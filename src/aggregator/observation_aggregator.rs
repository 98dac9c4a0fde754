//! Observation aggregator
//!
//! This module turns raw vitals, task and staffing events into canonical
//! `ObservationEvent`s and stores each source record at most once.

use crate::error::{IngestError, StoreError};
use crate::events::{
    Measurement, MetricKind, ObservationEvent, RawEvent, SourceRef, StaffingActionRecord,
    SubjectRef, TaskCompletionRecord, TenantId, Timestamp, VitalsReading, EVIDENCE_KEY, STAFFING,
    TASK_COMPLETION, VITALS,
};
use crate::store::CareStore;
use chrono::Utc;
use log::{debug, warn};
use std::collections::{BTreeMap, BTreeSet};
use std::sync::Arc;
use uuid::Uuid;

/// Quality of a device-captured reading or an evidenced task
const FULL_QUALITY: u8 = 100;
const MANUAL_ENTRY_QUALITY: u8 = 80;
const NO_EVIDENCE_QUALITY: u8 = 70;

/// Result of ingesting one raw event
#[derive(Debug, Clone, PartialEq)]
pub enum IngestOutcome {
    Created(ObservationEvent),
    /// An observation already exists for this source record
    Skipped(SourceRef),
}

/// Totals for a batch of raw events
#[derive(Debug, Clone, Default, PartialEq)]
pub struct IngestSummary {
    pub created: usize,
    pub skipped: usize,
    pub rejected: usize,
    /// Tenants that received at least one new observation
    pub tenants: BTreeSet<TenantId>,
}

/// Normalizes raw domain events and persists them idempotently
pub struct ObservationAggregator {
    store: Arc<dyn CareStore>,
}

impl ObservationAggregator {
    /// Create an aggregator writing to `store`
    ///
    /// # Examples
    ///
    /// ```
    /// use care_signal::aggregator::{IngestOutcome, ObservationAggregator};
    /// use care_signal::events::{RawEvent, StaffingActionRecord};
    /// use care_signal::store::MemoryStore;
    /// use chrono::Utc;
    /// use std::sync::Arc;
    ///
    /// let aggregator = ObservationAggregator::new(Arc::new(MemoryStore::new()));
    /// let raw = RawEvent::StaffingAction(StaffingActionRecord {
    ///     source_id: "shift-1".to_string(),
    ///     tenant_id: "t-1".to_string(),
    ///     caregiver_id: "c-1".to_string(),
    ///     action: "shift_start".to_string(),
    ///     occurred_at: Utc::now(),
    /// });
    ///
    /// assert!(matches!(aggregator.ingest(raw.clone()), Ok(IngestOutcome::Created(_))));
    /// assert!(matches!(aggregator.ingest(raw), Ok(IngestOutcome::Skipped(_))));
    /// ```
    pub fn new(store: Arc<dyn CareStore>) -> Self {
        Self { store }
    }

    /// Ingest one raw event
    ///
    /// A second call for the same `(source_kind, source_id)` is a no-op that
    /// returns `IngestOutcome::Skipped`.
    ///
    /// # Errors
    ///
    /// Returns `IngestError` for malformed events and storage failures.
    pub fn ingest(&self, raw: RawEvent) -> Result<IngestOutcome, IngestError> {
        let source = raw.source();
        if self.store.find_by_source(&source)?.is_some() {
            debug!(
                "Observation for {} {} already exists, skipping",
                source.kind.as_str(),
                source.id
            );
            return Ok(IngestOutcome::Skipped(source));
        }

        let event = Self::normalize(&raw, Utc::now()).map_err(|e| {
            warn!(
                "Rejected {} event {}: {}",
                source.kind.as_str(),
                source.id,
                e
            );
            e
        })?;

        // A concurrent ingest of the same record may win between the lookup and the insert
        match self.store.insert_observation(event) {
            Ok(stored) => Ok(IngestOutcome::Created(stored)),
            Err(StoreError::Duplicate(_)) => Ok(IngestOutcome::Skipped(source)),
            Err(e) => Err(e.into()),
        }
    }

    /// Ingest a stream of raw events, continuing past rejected ones
    pub fn ingest_batch<I>(&self, events: I) -> IngestSummary
    where
        I: IntoIterator<Item = RawEvent>,
    {
        let mut summary = IngestSummary::default();
        for raw in events {
            match self.ingest(raw) {
                Ok(IngestOutcome::Created(event)) => {
                    summary.created += 1;
                    summary.tenants.insert(event.tenant_id);
                }
                Ok(IngestOutcome::Skipped(_)) => summary.skipped += 1,
                Err(_) => summary.rejected += 1,
            }
        }
        summary
    }

    /// Validate a raw event and build its canonical observation
    ///
    /// # Errors
    ///
    /// Returns `IngestError::MissingField` for empty identifiers or a reading
    /// with no measurements, and `IngestError::MalformedPayload` for
    /// non-finite or non-positive values and inverted task timings.
    pub fn normalize(raw: &RawEvent, now: Timestamp) -> Result<ObservationEvent, IngestError> {
        require("source_id", raw.source_id())?;
        require("tenant_id", raw.tenant_id())?;

        let (subject, event_type, subtype, timestamp, payload, quality) = match raw {
            RawEvent::Vitals(reading) => normalize_vitals(reading)?,
            RawEvent::TaskCompletion(record) => normalize_task(record)?,
            RawEvent::StaffingAction(record) => normalize_staffing(record)?,
        };

        Ok(ObservationEvent {
            id: Uuid::new_v4(),
            tenant_id: raw.tenant_id().to_string(),
            subject,
            event_type: event_type.to_string(),
            event_subtype: subtype,
            timestamp,
            ingested_at: now,
            ingest_seq: 0,
            payload,
            quality_score: quality,
            source: raw.source(),
        })
    }
}

type Normalized = (
    SubjectRef,
    &'static str,
    Option<String>,
    Timestamp,
    BTreeMap<String, Measurement>,
    u8,
);

fn require(field: &'static str, value: &str) -> Result<(), IngestError> {
    if value.trim().is_empty() {
        return Err(IngestError::MissingField(field));
    }
    Ok(())
}

fn normalize_vitals(reading: &VitalsReading) -> Result<Normalized, IngestError> {
    require("resident_id", &reading.resident_id)?;

    let readings = [
        (MetricKind::BloodPressureSystolic, reading.systolic),
        (MetricKind::BloodPressureDiastolic, reading.diastolic),
        (MetricKind::HeartRate, reading.heart_rate),
        (MetricKind::Temperature, reading.temperature),
        (MetricKind::OxygenSaturation, reading.oxygen_saturation),
        (MetricKind::RespiratoryRate, reading.respiratory_rate),
        (MetricKind::BloodGlucose, reading.blood_glucose),
        (MetricKind::Weight, reading.weight),
    ];

    let mut payload = BTreeMap::new();
    for (metric, value) in readings {
        let Some(value) = value else { continue };
        if !value.is_finite() || value <= 0.0 {
            return Err(IngestError::MalformedPayload(format!(
                "{} must be a positive number, got {}",
                metric, value
            )));
        }
        payload.insert(metric.key().to_string(), Measurement::Numeric(value));
    }
    if payload.is_empty() {
        return Err(IngestError::MissingField("measurements"));
    }

    let quality = if reading.manual_entry {
        payload.insert(
            "entry_method".to_string(),
            Measurement::Categorical("manual".to_string()),
        );
        MANUAL_ENTRY_QUALITY
    } else {
        FULL_QUALITY
    };

    Ok((
        SubjectRef::resident(reading.resident_id.clone()),
        VITALS,
        None,
        reading.recorded_at,
        payload,
        quality,
    ))
}

fn normalize_task(record: &TaskCompletionRecord) -> Result<Normalized, IngestError> {
    require("caregiver_id", &record.caregiver_id)?;
    require("task_type", &record.task_type)?;

    let mut payload = BTreeMap::new();
    if let Some(started_at) = record.started_at {
        if started_at > record.completed_at {
            return Err(IngestError::MalformedPayload(
                "task completed before it started".to_string(),
            ));
        }
        let minutes = (record.completed_at - started_at).num_seconds() as f64 / 60.0;
        payload.insert(
            MetricKind::TaskDurationMinutes.key().to_string(),
            Measurement::Numeric(minutes),
        );
    }
    if let Some(scheduled_for) = record.scheduled_for {
        let late = (record.completed_at - scheduled_for).num_seconds().max(0) as f64 / 60.0;
        payload.insert(
            MetricKind::TaskLatenessMinutes.key().to_string(),
            Measurement::Numeric(late),
        );
    }
    let evidence = if record.evidence_provided { "present" } else { "missing" };
    payload.insert(
        EVIDENCE_KEY.to_string(),
        Measurement::Categorical(evidence.to_string()),
    );
    if let Some(resident_id) = record.resident_id.as_ref().filter(|id| !id.trim().is_empty()) {
        payload.insert(
            "resident_id".to_string(),
            Measurement::Categorical(resident_id.clone()),
        );
    }

    let quality = if record.evidence_provided {
        FULL_QUALITY
    } else {
        NO_EVIDENCE_QUALITY
    };

    Ok((
        SubjectRef::caregiver(record.caregiver_id.clone()),
        TASK_COMPLETION,
        Some(record.task_type.clone()),
        record.completed_at,
        payload,
        quality,
    ))
}

fn normalize_staffing(record: &StaffingActionRecord) -> Result<Normalized, IngestError> {
    require("caregiver_id", &record.caregiver_id)?;
    require("action", &record.action)?;

    let mut payload = BTreeMap::new();
    payload.insert(
        "action".to_string(),
        Measurement::Categorical(record.action.clone()),
    );

    Ok((
        SubjectRef::caregiver(record.caregiver_id.clone()),
        STAFFING,
        Some(record.action.clone()),
        record.occurred_at,
        payload,
        FULL_QUALITY,
    ))
}
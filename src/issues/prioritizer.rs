use crate::config::PriorityConfig;
use crate::events::{SubjectKind, Timestamp};
use crate::issues::{IssueStatus, PrioritizedIssue};
use crate::risk::{RiskCategory, RiskScore};
use uuid::Uuid;

/// `(urgency * severity * confidence_pct) / 10000`
///
/// Pure and deterministic so ordering is explainable to a reviewer.
pub fn priority_score(urgency: f64, severity: f64, confidence: f64) -> f64 {
    let confidence_pct = confidence * 100.0;
    (urgency * severity * confidence_pct) / 10_000.0
}

/// Turns risk scores into new, traceable issues
#[derive(Debug, Clone)]
pub struct Prioritizer {
    config: PriorityConfig,
}

impl Prioritizer {
    pub fn new(config: PriorityConfig) -> Self {
        Self { config }
    }

    pub fn urgency_for(&self, category: RiskCategory) -> f64 {
        match category {
            RiskCategory::ResidentHealth => self.config.resident_health_urgency,
            RiskCategory::CaregiverPerformance => self.config.caregiver_performance_urgency,
        }
    }

    /// Create a `New` issue carrying the risk score and its anomalies
    pub fn prioritize(&self, risk: &RiskScore, now: Timestamp) -> PrioritizedIssue {
        let urgency = self.urgency_for(risk.category);
        let level = format!("{:?}", risk.level).to_lowercase();
        let title = match risk.subject.kind {
            SubjectKind::Resident => {
                format!("Resident {}: {} health risk", risk.subject.id, level)
            }
            SubjectKind::Caregiver => {
                format!("Caregiver {}: {} performance risk", risk.subject.id, level)
            }
        };
        let description = format!(
            "Risk score {:.0} ({}) from {} contributing anomalies in the latest run.",
            risk.score,
            level,
            risk.contributing_anomalies.len()
        );

        PrioritizedIssue {
            id: Uuid::new_v4(),
            tenant_id: risk.tenant_id.clone(),
            subject: risk.subject.clone(),
            issue_type: format!("{}_risk", risk.category.as_str()),
            category: risk.category,
            title,
            description,
            urgency,
            severity: risk.score,
            confidence: risk.confidence,
            priority_score: priority_score(urgency, risk.score, risk.confidence),
            risk_score_id: risk.id,
            anomaly_ids: risk.contributing_anomalies.clone(),
            suggested_actions: risk.interventions.clone(),
            status: IssueStatus::New,
            created_at: now,
            assigned_to: None,
            assigned_at: None,
            acknowledged_by: None,
            acknowledged_at: None,
            resolved_by: None,
            resolved_at: None,
            resolution_notes: None,
            version: 0,
        }
    }
}
//! Versioned per-tenant care state
//!
//! Replaces an ambient shared state row with an explicit object: readers take a
//! snapshot, writers must name the version they read.

use crate::events::{TenantId, Timestamp};
use serde::{Deserialize, Serialize};

/// Operating mode gating the pipeline for a tenant
#[derive(Debug, Clone, Copy, Serialize, Deserialize, PartialEq, Eq, Hash, Default)]
#[serde(rename_all = "snake_case")]
pub enum CareMode {
    #[default]
    Normal,
    /// Every new observation counts toward an immediate run
    Emergency,
    /// Runs are skipped until the tenant is resumed
    Paused,
}

/// Snapshot of a tenant's care state
#[derive(Debug, Clone, Serialize, Deserialize, PartialEq)]
pub struct CareState {
    pub tenant_id: TenantId,
    /// Incremented on every accepted update; 0 means never written
    pub version: u64,
    pub mode: CareMode,
    pub updated_at: Option<Timestamp>,
    pub updated_by: Option<String>,
}

impl CareState {
    /// Initial state for a tenant that has never been updated
    pub fn initial(tenant_id: &str) -> Self {
        Self {
            tenant_id: tenant_id.to_string(),
            version: 0,
            mode: CareMode::Normal,
            updated_at: None,
            updated_by: None,
        }
    }

    /// Next version of this state with a new mode
    pub fn next(&self, mode: CareMode, actor: &str, now: Timestamp) -> Self {
        Self {
            tenant_id: self.tenant_id.clone(),
            version: self.version + 1,
            mode,
            updated_at: Some(now),
            updated_by: Some(actor.to_string()),
        }
    }
}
◆ ◆ ◆ ◆ ◆
_Exercise_
Count the lines of the data that hold the string "SubjectKind", and give that number as the entire reply.

_Answer box_
3